The lithium primary batteries were fabricated in the following
manner.
[0038] The positive electrode 1 was formed in the following manner.
A positive electrode mixture prepared by mixing iron sulfide, a
conductive agent (Ketchen black), and a binder
(polytetrafluoroethylene: PTFE) in a ratio of 94.0:3.5:2.5 [% by
mass] was applied to a positive electrode current collector
(expanded metal made of stainless steel). The applied mixture was
dried, and the dried product was rolled into a size of 44 mm in
width, 165 mm in length, and 0.281 mm in thickness.
[0039] The obtained positive electrode 1, and a lithium alloy
negative electrode 2 formed with lithium metal foil containing
lithium metal as a main ingredient, and 500 ppm of tin were wound
with a 25 .mu.m thick microporous polyethylene film as a separator
3 interposed therebetween to form an electrode group having an
outer diameter of 13.1 mm. The obtained electrode group was placed
in the battery case 9 together with a nonaqueous electrolytic
solution which is a mixed solvent of propylene carbonate,
dioxolane, and dimethoxyethane (volume ratio of 1:60:39) containing
lithium iodide as an electrolyte. Thus, an AA lithium primary
battery was fabricated.
[0040] A thickness of the lithium metal foil was controlled in such
a manner that a ratio between theoretical capacities of the
positive and negative electrodes facing each other (the theoretical
capacity of the negative electrode/the theoretical capacity of
positive electrode) per unit area was 0.80. A theoretical capacity
of iron sulfide as the positive electrode active material was set
to 894 mAh/g.
[0041] A Gurley number of the separator 3 was kept to 500 sec/100
ml, and a total volume of the pores in the separator having a pore
size of 0.1-10 .mu.m was measured by a mercury intrusion
porosimeter (AUTOPORE III9410 of Shimadzu Corporation).

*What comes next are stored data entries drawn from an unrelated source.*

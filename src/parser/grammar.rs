//! LL(1) grammar table
//!
//! Maps `(nonterminal, lookahead)` to the single production the parser must
//! expand. Each production also names the builder that synthesizes its value
//! once all right-hand-side children are on the value stack.
//!
//! ```text
//! PROGRAM    → EXPR
//! EXPR       → NUMBER | IDENTIFIER | LPAREN PAREN-BODY RPAREN
//! PAREN-BODY → PLUS EXPR EXPR | MINUS EXPR EXPR | MULT EXPR EXPR | EQUALS EXPR EXPR
//!            | QUESTION EXPR EXPR EXPR
//!            | LAMBDA IDENTIFIER EXPR
//!            | DEF IDENTIFIER EXPR EXPR
//!            | EXPR ARG-TAIL
//! ARG-TAIL   → EXPR ARG-TAIL | ε
//! ```
//!
//! The operator-headed alternatives of PAREN-BODY start with operator or
//! keyword tokens while the application alternative starts with an operand
//! token, so one token of lookahead always selects exactly one production.

use super::builders::{self, Builder};
use super::lexer::TokenKind;
use rustc_hash::FxHashMap;
use std::fmt;
use std::sync::LazyLock;

/// Non-terminal grammar symbols
#[derive(Debug, Clone, Copy, PartialEq, Eq, Hash)]
pub enum NonTerminal {
    Program,
    Expr,
    ParenBody,
    ArgTail,
}

impl fmt::Display for NonTerminal {
    fn fmt(&self, f: &mut fmt::Formatter<'_>) -> fmt::Result {
        f.write_str(match self {
            NonTerminal::Program => "PROGRAM",
            NonTerminal::Expr => "EXPR",
            NonTerminal::ParenBody => "PAREN-BODY",
            NonTerminal::ArgTail => "ARG-TAIL",
        })
    }
}

/// A right-hand-side symbol
#[derive(Debug, Clone, Copy, PartialEq, Eq, Hash)]
pub enum Symbol {
    Terminal(TokenKind),
    NonTerminal(NonTerminal),
}

impl fmt::Display for Symbol {
    fn fmt(&self, f: &mut fmt::Formatter<'_>) -> fmt::Result {
        match self {
            Symbol::Terminal(kind) => write!(f, "{}", kind),
            Symbol::NonTerminal(nt) => write!(f, "{}", nt),
        }
    }
}

/// Convenience macro for creating a terminal symbol by name.
macro_rules! term {
    ($kind:ident) => {
        Symbol::Terminal(TokenKind::$kind)
    };
}

/// Convenience macro for creating a non-terminal symbol by name.
macro_rules! nonterm {
    ($nonterminal:ident) => {
        Symbol::NonTerminal(NonTerminal::$nonterminal)
    };
}

/// One table entry: the expansion and how to reduce it.
#[derive(Clone, Copy)]
pub struct Production {
    pub name: &'static str,
    pub rhs: &'static [Symbol],
    pub builder: Builder,
}

impl fmt::Debug for Production {
    fn fmt(&self, f: &mut fmt::Formatter<'_>) -> fmt::Result {
        f.debug_struct("Production")
            .field("name", &self.name)
            .field("rhs", &self.rhs)
            .finish()
    }
}

impl fmt::Display for Production {
    fn fmt(&self, f: &mut fmt::Formatter<'_>) -> fmt::Result {
        if self.rhs.is_empty() {
            return write!(f, "ε");
        }
        let rhs: Vec<String> = self.rhs.iter().map(Symbol::to_string).collect();
        write!(f, "{}", rhs.join(" "))
    }
}

const OPERAND_STARTS: [TokenKind; 3] = [
    TokenKind::Number,
    TokenKind::Identifier,
    TokenKind::LParen,
];

type Table = FxHashMap<(NonTerminal, TokenKind), Production>;

fn add(
    table: &mut Table,
    nonterminal: NonTerminal,
    lookaheads: &[TokenKind],
    name: &'static str,
    rhs: &'static [Symbol],
    builder: Builder,
) {
    for &lookahead in lookaheads {
        let previous = table.insert((nonterminal, lookahead), Production { name, rhs, builder });
        debug_assert!(
            previous.is_none(),
            "LL(1) conflict at ({}, {})",
            nonterminal,
            lookahead
        );
    }
}

/// The LL(1) parse table.
static TABLE: LazyLock<Table> = LazyLock::new(|| {
    let mut table = Table::default();

    // program -> expression
    add(
        &mut table,
        NonTerminal::Program,
        &OPERAND_STARTS,
        "program",
        &[nonterm!(Expr)],
        builders::pass,
    );

    // expression -> number | identifier | ( paren body )
    add(
        &mut table,
        NonTerminal::Expr,
        &[TokenKind::Number],
        "number",
        &[term!(Number)],
        builders::number,
    );
    add(
        &mut table,
        NonTerminal::Expr,
        &[TokenKind::Identifier],
        "identifier",
        &[term!(Identifier)],
        builders::identifier,
    );
    add(
        &mut table,
        NonTerminal::Expr,
        &[TokenKind::LParen],
        "group",
        &[term!(LParen), nonterm!(ParenBody), term!(RParen)],
        builders::pass,
    );

    // paren body -> operator-headed forms
    add(
        &mut table,
        NonTerminal::ParenBody,
        &[TokenKind::Plus],
        "plus",
        &[term!(Plus), nonterm!(Expr), nonterm!(Expr)],
        builders::add,
    );
    add(
        &mut table,
        NonTerminal::ParenBody,
        &[TokenKind::Mult],
        "mult",
        &[term!(Mult), nonterm!(Expr), nonterm!(Expr)],
        builders::mul,
    );
    add(
        &mut table,
        NonTerminal::ParenBody,
        &[TokenKind::Equals],
        "equals",
        &[term!(Equals), nonterm!(Expr), nonterm!(Expr)],
        builders::equals,
    );
    add(
        &mut table,
        NonTerminal::ParenBody,
        &[TokenKind::Minus],
        "minus",
        &[term!(Minus), nonterm!(Expr), nonterm!(Expr)],
        builders::sub,
    );
    add(
        &mut table,
        NonTerminal::ParenBody,
        &[TokenKind::Question],
        "conditional",
        &[term!(Question), nonterm!(Expr), nonterm!(Expr), nonterm!(Expr)],
        builders::conditional,
    );
    add(
        &mut table,
        NonTerminal::ParenBody,
        &[TokenKind::Lambda],
        "abstraction",
        &[term!(Lambda), term!(Identifier), nonterm!(Expr)],
        builders::abstraction,
    );
    add(
        &mut table,
        NonTerminal::ParenBody,
        &[TokenKind::Def],
        "binding",
        &[term!(Def), term!(Identifier), nonterm!(Expr), nonterm!(Expr)],
        builders::binding,
    );

    // paren body -> application (or a bare group when there are no arguments)
    add(
        &mut table,
        NonTerminal::ParenBody,
        &OPERAND_STARTS,
        "application",
        &[nonterm!(Expr), nonterm!(ArgTail)],
        builders::application,
    );

    // argument tail -> expression argument tail | ε
    add(
        &mut table,
        NonTerminal::ArgTail,
        &OPERAND_STARTS,
        "argument",
        &[nonterm!(Expr), nonterm!(ArgTail)],
        builders::args_cons,
    );
    add(
        &mut table,
        NonTerminal::ArgTail,
        &[TokenKind::RParen],
        "end of arguments",
        &[],
        builders::args_empty,
    );

    table
});

/// Look up the production for `nonterminal` under `lookahead`.
pub fn lookup(nonterminal: NonTerminal, lookahead: TokenKind) -> Option<&'static Production> {
    TABLE.get(&(nonterminal, lookahead))
}

/// Every lookahead with an entry for `nonterminal`, sorted by name.
pub fn expected(nonterminal: NonTerminal) -> Vec<TokenKind> {
    let mut kinds: Vec<TokenKind> = TABLE
        .keys()
        .filter(|(nt, _)| *nt == nonterminal)
        .map(|&(_, kind)| kind)
        .collect();
    kinds.sort_by_key(|kind| kind.name());
    kinds
}

#[cfg(test)]
mod tests {
    use super::*;

    #[test]
    fn test_table_size() {
        // 3 + 3 + 7 + 3 + 3 + 1
        assert_eq!(TABLE.len(), 20);
    }

    #[test]
    fn test_paren_body_alternatives_are_disjoint() {
        let operators = [
            TokenKind::Plus,
            TokenKind::Minus,
            TokenKind::Mult,
            TokenKind::Equals,
            TokenKind::Question,
            TokenKind::Lambda,
            TokenKind::Def,
        ];
        for kind in operators {
            let production = lookup(NonTerminal::ParenBody, kind).unwrap();
            assert_eq!(production.rhs[0], Symbol::Terminal(kind));
        }
        for kind in OPERAND_STARTS {
            let production = lookup(NonTerminal::ParenBody, kind).unwrap();
            assert_eq!(production.name, "application");
        }
    }

    #[test]
    fn test_arg_tail_epsilon() {
        let production = lookup(NonTerminal::ArgTail, TokenKind::RParen).unwrap();
        assert!(production.rhs.is_empty());
        assert_eq!(production.to_string(), "ε");
        assert!(lookup(NonTerminal::ArgTail, TokenKind::End).is_none());
    }

    #[test]
    fn test_expected_is_sorted() {
        assert_eq!(
            expected(NonTerminal::Expr),
            vec![TokenKind::Identifier, TokenKind::LParen, TokenKind::Number]
        );
        assert_eq!(
            expected(NonTerminal::ArgTail),
            vec![
                TokenKind::Identifier,
                TokenKind::LParen,
                TokenKind::Number,
                TokenKind::RParen
            ]
        );
    }

    #[test]
    fn test_production_display() {
        let production = lookup(NonTerminal::ParenBody, TokenKind::Def).unwrap();
        assert_eq!(production.to_string(), "DEF IDENTIFIER EXPR EXPR");
    }
}
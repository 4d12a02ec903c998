// AST (Abstract Syntax Tree) definitions for the expression language

use std::fmt;

/// Source location information for error reporting
#[derive(Debug, Clone, Copy, PartialEq, Eq, Default)]
pub struct SourceLocation {
    pub index: usize, // 0-based code point index
    pub line: usize,
    pub column: usize,
}

impl SourceLocation {
    pub fn new(index: usize, line: usize, column: usize) -> Self {
        Self {
            index,
            line,
            column,
        }
    }
}

impl fmt::Display for SourceLocation {
    fn fmt(&self, f: &mut fmt::Formatter<'_>) -> fmt::Result {
        write!(
            f,
            "index {} (line {}, column {})",
            self.index, self.line, self.column
        )
    }
}

/// Numeric literal value.
///
/// Only `0.<digits>` literals lex to [`Number::Float`]; every other literal is
/// an exact integer.
#[derive(Debug, Clone, Copy, PartialEq)]
pub enum Number {
    Int(i64),
    Float(f64),
}

/// Shortest `0.<digits>` spelling that lexes to exactly 1.0
const ONE_AS_FRACTION: &str = "0.99999999999999999";

impl fmt::Display for Number {
    fn fmt(&self, f: &mut fmt::Formatter<'_>) -> fmt::Result {
        match self {
            Number::Int(n) => write!(f, "{}", n),
            // a `0.<digits>` literal rounds up to at most 1.0
            Number::Float(x) if *x >= 1.0 => write!(f, "{}", ONE_AS_FRACTION),
            Number::Float(x) => {
                let text = x.to_string();
                // keep the '.' so the literal re-lexes as a float
                if text.contains('.') {
                    write!(f, "{}", text)
                } else {
                    write!(f, "{}.0", text)
                }
            }
        }
    }
}

/// Binary operators
#[derive(Debug, Clone, Copy, PartialEq, Eq)]
pub enum BinOp {
    Add, // +
    Sub, // −
    Mul, // ×
    Eq,  // =
}

impl BinOp {
    /// The glyph this operator is written with.
    pub fn symbol(self) -> char {
        match self {
            BinOp::Add => '+',
            BinOp::Sub => '\u{2212}',
            BinOp::Mul => '\u{00D7}',
            BinOp::Eq => '=',
        }
    }
}

/// AST nodes. Each child is exclusively owned by its parent.
#[derive(Debug, Clone, PartialEq)]
pub enum Node {
    Number(Number),
    Identifier(String),
    BinaryOp {
        op: BinOp,
        left: Box<Node>,
        right: Box<Node>,
    },
    Conditional {
        test: Box<Node>,
        then_branch: Box<Node>,
        else_branch: Box<Node>,
    },
    Abstraction {
        param: String,
        body: Box<Node>,
    },
    Binding {
        name: String,
        value: Box<Node>,
        body: Box<Node>,
    },
    /// `args` is never empty: `(f)` collapses to `f` at parse time.
    Application {
        callee: Box<Node>,
        args: Vec<Node>,
    },
}

impl Node {
    /// Short label for the node kind, used by tree renderings.
    pub fn label(&self) -> String {
        match self {
            Node::Number(n) => format!("Number {}", n),
            Node::Identifier(name) => format!("Identifier {}", name),
            Node::BinaryOp { op, .. } => format!("BinaryOp {}", op.symbol()),
            Node::Conditional { .. } => "Conditional".to_string(),
            Node::Abstraction { param, .. } => format!("Abstraction λ{}", param),
            Node::Binding { name, .. } => format!("Binding {}", name),
            Node::Application { args, .. } => format!("Application ({} args)", args.len()),
        }
    }

    /// Direct children in source order.
    pub fn children(&self) -> Vec<&Node> {
        match self {
            Node::Number(_) | Node::Identifier(_) => Vec::new(),
            Node::BinaryOp { left, right, .. } => vec![&**left, &**right],
            Node::Conditional {
                test,
                then_branch,
                else_branch,
            } => vec![&**test, &**then_branch, &**else_branch],
            Node::Abstraction { body, .. } => vec![&**body],
            Node::Binding { value, body, .. } => vec![&**value, &**body],
            Node::Application { callee, args } => {
                let mut children = vec![&**callee];
                children.extend(args.iter());
                children
            }
        }
    }

    /// One line per node, children indented two spaces below their parent.
    pub fn tree_lines(&self) -> Vec<String> {
        let mut lines = Vec::new();
        let mut pending = vec![(self, 0usize)];
        while let Some((node, depth)) = pending.pop() {
            lines.push(format!("{}{}", "  ".repeat(depth), node.label()));
            for child in node.children().into_iter().rev() {
                pending.push((child, depth + 1));
            }
        }
        lines
    }
}

impl Node {
    /// Move the boxed children of `self` onto `out`, leaving leaves behind.
    fn detach_children(&mut self, out: &mut Vec<Node>) {
        fn detach(slot: &mut Node) -> Node {
            std::mem::replace(slot, Node::Number(Number::Int(0)))
        }
        match self {
            Node::Number(_) | Node::Identifier(_) => {}
            Node::BinaryOp { left, right, .. } => {
                out.push(detach(left));
                out.push(detach(right));
            }
            Node::Conditional {
                test,
                then_branch,
                else_branch,
            } => {
                out.push(detach(test));
                out.push(detach(then_branch));
                out.push(detach(else_branch));
            }
            Node::Abstraction { body, .. } => out.push(detach(body)),
            Node::Binding { value, body, .. } => {
                out.push(detach(value));
                out.push(detach(body));
            }
            Node::Application { callee, args } => {
                out.push(detach(callee));
                out.append(args);
            }
        }
    }
}

// Dropping with a worklist keeps deep trees off the native stack.
impl Drop for Node {
    fn drop(&mut self) {
        let mut pending = Vec::new();
        self.detach_children(&mut pending);
        while let Some(mut node) = pending.pop() {
            node.detach_children(&mut pending);
        }
    }
}

/// Canonical fully-parenthesized form; re-parsing it yields an equal tree.
impl fmt::Display for Node {
    fn fmt(&self, f: &mut fmt::Formatter<'_>) -> fmt::Result {
        match self {
            Node::Number(n) => write!(f, "{}", n),
            Node::Identifier(name) => write!(f, "{}", name),
            Node::BinaryOp { op, left, right } => {
                write!(f, "({} {} {})", op.symbol(), left, right)
            }
            Node::Conditional {
                test,
                then_branch,
                else_branch,
            } => write!(f, "(? {} {} {})", test, then_branch, else_branch),
            Node::Abstraction { param, body } => write!(f, "(λ {} {})", param, body),
            Node::Binding { name, value, body } => {
                write!(f, "(≜ {} {} {})", name, value, body)
            }
            Node::Application { callee, args } => {
                write!(f, "({}", callee)?;
                for arg in args {
                    write!(f, " {}", arg)?;
                }
                write!(f, ")")
            }
        }
    }
}

#[cfg(test)]
mod tests {
    use super::*;

    fn ident(name: &str) -> Box<Node> {
        Box::new(Node::Identifier(name.to_string()))
    }

    #[test]
    fn test_float_display_keeps_point() {
        assert_eq!(Number::Float(0.0).to_string(), "0.0");
        assert_eq!(Number::Float(0.25).to_string(), "0.25");
        assert_eq!(Number::Int(0).to_string(), "0");
    }

    #[test]
    fn test_float_rounded_to_one_keeps_fraction_form() {
        assert_eq!("0.99999999999999999".parse::<f64>().unwrap(), 1.0);
        assert_eq!(Number::Float(1.0).to_string(), "0.99999999999999999");
    }

    #[test]
    fn test_deep_tree_drops_iteratively() {
        let mut node = Node::Identifier("x".to_string());
        for _ in 0..200_000 {
            node = Node::Abstraction {
                param: "x".to_string(),
                body: Box::new(node),
            };
        }
        drop(node);
    }

    #[test]
    fn test_canonical_form() {
        let node = Node::Application {
            callee: Box::new(Node::Abstraction {
                param: "x".to_string(),
                body: Box::new(Node::BinaryOp {
                    op: BinOp::Sub,
                    left: ident("x"),
                    right: Box::new(Node::Number(Number::Int(1))),
                }),
            }),
            args: vec![Node::Number(Number::Int(5))],
        };
        assert_eq!(node.to_string(), "((λ x (− x 1)) 5)");
    }

    #[test]
    fn test_tree_lines_preorder() {
        let node = Node::Binding {
            name: "y".to_string(),
            value: Box::new(Node::Number(Number::Int(10))),
            body: ident("y"),
        };
        assert_eq!(
            node.tree_lines(),
            vec!["Binding y", "  Number 10", "  Identifier y"]
        );
    }
}
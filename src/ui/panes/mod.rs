//! TUI pane rendering modules
//!
//! # Pane Modules
//!
//! - [`source`]: Source text with the lookahead token (or lexical error) highlighted
//! - [`tokens`]: The token stream with the parser cursor
//! - [`stack`]: Control stack and value stack of the current snapshot
//! - [`result`]: The current step and, at the end, the AST or the error
//! - [`status`]: Status bar with keybindings and position in the history
//! - `utils`: Shared block, scrolling and color helpers
//!
//! Each pane module exports a `render_*` function that draws from borrowed
//! data plus a mutable scroll offset owned by the app.

mod utils;

pub mod result;
pub mod source;
pub mod stack;
pub mod status;
pub mod tokens;

// Re-export render functions for convenience
pub use result::{render_result_pane, ResultRenderData};
pub use source::{render_source_pane, SourceHighlight};
pub use stack::{render_control_pane, render_value_pane};
pub use status::{render_status_bar, StatusRenderData};
pub use tokens::render_tokens_pane;
//! AST node builders
//!
//! Each production in the grammar table names one of these functions. The
//! parser calls it at reduction time with the values that the production's
//! right-hand side left on the value stack, in left-to-right order. Fixed-form
//! tokens (operators, parentheses) contribute nothing to that list; only
//! `NUMBER` and `IDENTIFIER` terminals and reduced non-terminals do.

use super::ast::{BinOp, Node, Number};
use super::parser::ParseError;
use std::fmt;

/// Synthesized attribute stored on the parser's value stack
#[derive(Debug, Clone, PartialEq)]
pub enum StackValue {
    Number(Number),
    Name(String),
    Node(Node),
    /// Pending application arguments, produced by ARG-TAIL; stored last
    /// argument first so each cons is a push
    Args(Vec<Node>),
}

impl fmt::Display for StackValue {
    fn fmt(&self, f: &mut fmt::Formatter<'_>) -> fmt::Result {
        match self {
            StackValue::Number(n) => write!(f, "{}", n),
            StackValue::Name(name) => write!(f, "{}", name),
            StackValue::Node(node) => write!(f, "{}", node),
            StackValue::Args(args) => {
                let args: Vec<String> = args.iter().rev().map(Node::to_string).collect();
                write!(f, "[{}]", args.join(" "))
            }
        }
    }
}

/// Reduction function stored in the grammar table
pub type Builder = fn(Vec<StackValue>) -> Result<StackValue, ParseError>;

fn internal(message: String) -> ParseError {
    ParseError::Internal { message }
}

/// Split `children` into exactly `N` values.
fn take<const N: usize>(children: Vec<StackValue>) -> Result<[StackValue; N], ParseError> {
    children.try_into().map_err(|children: Vec<StackValue>| {
        internal(format!(
            "builder expected {} children, got {}",
            N,
            children.len()
        ))
    })
}

fn into_node(value: StackValue) -> Result<Node, ParseError> {
    match value {
        StackValue::Node(node) => Ok(node),
        other => Err(internal(format!("expected a node, got {:?}", other))),
    }
}

fn into_name(value: StackValue) -> Result<String, ParseError> {
    match value {
        StackValue::Name(name) => Ok(name),
        other => Err(internal(format!("expected a name, got {:?}", other))),
    }
}

fn into_args(value: StackValue) -> Result<Vec<Node>, ParseError> {
    match value {
        StackValue::Args(args) => Ok(args),
        other => Err(internal(format!("expected an argument list, got {:?}", other))),
    }
}

/// Forward the single child unchanged (PROGRAM → EXPR, EXPR → ( PAREN-BODY )).
pub fn pass(children: Vec<StackValue>) -> Result<StackValue, ParseError> {
    let [child] = take::<1>(children)?;
    Ok(child)
}

pub fn number(children: Vec<StackValue>) -> Result<StackValue, ParseError> {
    match take::<1>(children)? {
        [StackValue::Number(n)] => Ok(StackValue::Node(Node::Number(n))),
        [other] => Err(internal(format!("expected a number, got {:?}", other))),
    }
}

pub fn identifier(children: Vec<StackValue>) -> Result<StackValue, ParseError> {
    let [name] = take::<1>(children)?;
    Ok(StackValue::Node(Node::Identifier(into_name(name)?)))
}

fn binary(op: BinOp, children: Vec<StackValue>) -> Result<StackValue, ParseError> {
    let [left, right] = take::<2>(children)?;
    Ok(StackValue::Node(Node::BinaryOp {
        op,
        left: Box::new(into_node(left)?),
        right: Box::new(into_node(right)?),
    }))
}

pub fn add(children: Vec<StackValue>) -> Result<StackValue, ParseError> {
    binary(BinOp::Add, children)
}

pub fn sub(children: Vec<StackValue>) -> Result<StackValue, ParseError> {
    binary(BinOp::Sub, children)
}

pub fn mul(children: Vec<StackValue>) -> Result<StackValue, ParseError> {
    binary(BinOp::Mul, children)
}

pub fn equals(children: Vec<StackValue>) -> Result<StackValue, ParseError> {
    binary(BinOp::Eq, children)
}

pub fn conditional(children: Vec<StackValue>) -> Result<StackValue, ParseError> {
    let [test, then_branch, else_branch] = take::<3>(children)?;
    Ok(StackValue::Node(Node::Conditional {
        test: Box::new(into_node(test)?),
        then_branch: Box::new(into_node(then_branch)?),
        else_branch: Box::new(into_node(else_branch)?),
    }))
}

pub fn abstraction(children: Vec<StackValue>) -> Result<StackValue, ParseError> {
    let [param, body] = take::<2>(children)?;
    Ok(StackValue::Node(Node::Abstraction {
        param: into_name(param)?,
        body: Box::new(into_node(body)?),
    }))
}

pub fn binding(children: Vec<StackValue>) -> Result<StackValue, ParseError> {
    let [name, value, body] = take::<3>(children)?;
    Ok(StackValue::Node(Node::Binding {
        name: into_name(name)?,
        value: Box::new(into_node(value)?),
        body: Box::new(into_node(body)?),
    }))
}

/// `(f)` collapses to `f`; `(f a ...)` becomes an application.
pub fn application(children: Vec<StackValue>) -> Result<StackValue, ParseError> {
    let [callee, args] = take::<2>(children)?;
    let callee = into_node(callee)?;
    let mut args = into_args(args)?;
    if args.is_empty() {
        return Ok(StackValue::Node(callee));
    }
    args.reverse();
    Ok(StackValue::Node(Node::Application {
        callee: Box::new(callee),
        args,
    }))
}

pub fn args_cons(children: Vec<StackValue>) -> Result<StackValue, ParseError> {
    let [head, tail] = take::<2>(children)?;
    let mut args = into_args(tail)?;
    args.push(into_node(head)?);
    Ok(StackValue::Args(args))
}

pub fn args_empty(children: Vec<StackValue>) -> Result<StackValue, ParseError> {
    let [] = take::<0>(children)?;
    Ok(StackValue::Args(Vec::new()))
}

#[cfg(test)]
mod tests {
    use super::*;

    fn int(n: i64) -> StackValue {
        StackValue::Node(Node::Number(Number::Int(n)))
    }

    #[test]
    fn test_application_collapses_without_args() {
        let result = application(vec![int(1), StackValue::Args(Vec::new())]).unwrap();
        assert_eq!(result, int(1));
    }

    /// Reduce `(f a1 … ak)` the way the parser does: innermost ARG-TAIL first.
    fn apply(callee: StackValue, args: Vec<StackValue>) -> StackValue {
        let mut tail = args_empty(Vec::new()).unwrap();
        for arg in args.into_iter().rev() {
            tail = args_cons(vec![arg, tail]).unwrap();
        }
        application(vec![callee, tail]).unwrap()
    }

    #[test]
    fn test_application_keeps_argument_order() {
        let callee = StackValue::Node(Node::Identifier("f".to_string()));
        let result = apply(callee, (1..=4).map(int).collect());
        assert_eq!(
            result,
            StackValue::Node(Node::Application {
                callee: Box::new(Node::Identifier("f".to_string())),
                args: (1..=4).map(|n| Node::Number(Number::Int(n))).collect(),
            })
        );
    }

    #[test]
    fn test_long_argument_list() {
        let callee = StackValue::Node(Node::Identifier("f".to_string()));
        match apply(callee, (0..50_000).map(int).collect()) {
            StackValue::Node(Node::Application { ref args, .. }) => {
                assert_eq!(args.len(), 50_000);
                assert_eq!(args[0], Node::Number(Number::Int(0)));
                assert_eq!(args[49_999], Node::Number(Number::Int(49_999)));
            }
            other => panic!("expected an application, got {}", other),
        }
    }

    #[test]
    fn test_arity_mismatch_is_internal() {
        let err = add(vec![int(1)]).unwrap_err();
        assert!(err.is_internal());
    }

    #[test]
    fn test_wrong_child_shape_is_internal() {
        let err = abstraction(vec![int(1), int(2)]).unwrap_err();
        assert!(matches!(err, ParseError::Internal { .. }));
    }

    #[test]
    fn test_args_display() {
        let half = StackValue::Node(Node::Number(Number::Float(0.5)));
        let name = StackValue::Node(Node::Identifier("a".to_string()));
        let tail = args_cons(vec![half, args_empty(Vec::new()).unwrap()]).unwrap();
        let args = args_cons(vec![name, tail]).unwrap();
        assert_eq!(args.to_string(), "[a 0.5]");
    }
}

Specifically, 10 pieces, each of which is 3 cm.times.2 cm in size,
were cut from the separator 3, and placed in a measurement cell.
The Gurley number was measured by digital Oken air permeability
tester EG01-6S of Asahi Seiko Co., Ltd.
[0042] The rate of the occurrence of the internal short circuit was
obtained in the following manner. First, in assembling the battery,
electrical resistance between the positive electrode lead 5 and the
battery case 9 connected to the negative electrode 2 was measured
10 minutes after the electrolytic solution was injected into the
battery case 9 containing the electrode group 4. When the measured
electrical resistance was 10 m.OMEGA. or lower, it was determined
that an internal short circuit was caused by burrs of the positive
electrode current collector, and such measurement was removed from
consideration. The internal short circuit due to the dendritic
growth of the iron ions eluted from the positive electrode is
presumed as a minor short circuit, and reduction in electrical
resistance due to the minor short circuit is presumably not lower
than 10 m.OMEGA..
[0043] The fabricated batteries, 20 pieces each, were previously
discharged by 3% of theoretical discharge capacity, left for 2 days
at 40.degree. C., and returned to 20.degree. C. to measure internal
resistance and open circuit voltage of each battery. When the
internal resistance was 100 m.OMEGA. or lower, or the open circuit
voltage was 1.65 V or lower, it was determined that the minor short
circuit due to the dendritic deposit of the iron ions eluted from
the positive electrode occurred, and the rate of the occurrence (an
occurrence rate of the short circuit) was obtained. The internal
resistance was measured by an AC four-terminal method using an AC
m-ohm Tester (MODEL 3566 of Tsuruga Electric Corporation). As a
test for accelerating the dendritic deposition of the iron ions
eluted from the positive electrode, 7% by mass of water was added
to iron sulfide powder, and the obtained product was left stand for
24 hours at 60.degree. C. to obtain iron sulfide in which an amount
of iron sulfate generated by reaction between the iron sulfide
powder and water was intentionally increased. Then, using iron
sulfide obtained in this way, the lithium primary batteries were
fabricated in the same manner as described above. The rate of the
occurrence of the internal short circuit of each battery fabricated
in this manner (an occurrence rate of the short circuit when
impurities were increased) was measured in the same manner as
described above.
[0044] Each of the batteries was discharged in an atmosphere of
20.degree. C. at a constant current of 100 mA, and a discharge
capacity (mAh) until the closed circuit voltage reached 0.9 V was
measured.
[0045] FIG. 2 is a table indicating the occurrence rate of the
short circuit, the occurrence rate of the short circuit when
impurities were increased, and the discharge capacity of each of
lithium primary batteries A1-A6 fabricated using the separators 3
having total volumes of the 0.1-10 .mu.m-sized pores varied in the
range of 0.35-0.10 ml/g. In each of Batteries A2-A6, a mass of
lithium (an amount of lithium) in part of the negative electrode 2
facing the positive electrode 1 was 0.99 g, i.e., Batteries A2-A6
had higher capacity than Battery A1 in which the amount of lithium
was 0.83 g.
[0046] As shown in FIG. 2, Batteries A1 and A2 in which the total
volume of the 0.1-10 .mu.m-sized pores was 0.35 ml/g experienced
the internal short circuit. On the other hand, Batteries A3-A6 in
which the total volume of the 0.1-10 .mu.m-sized pores was 0.25
ml/g or lower did not experience the internal short circuit.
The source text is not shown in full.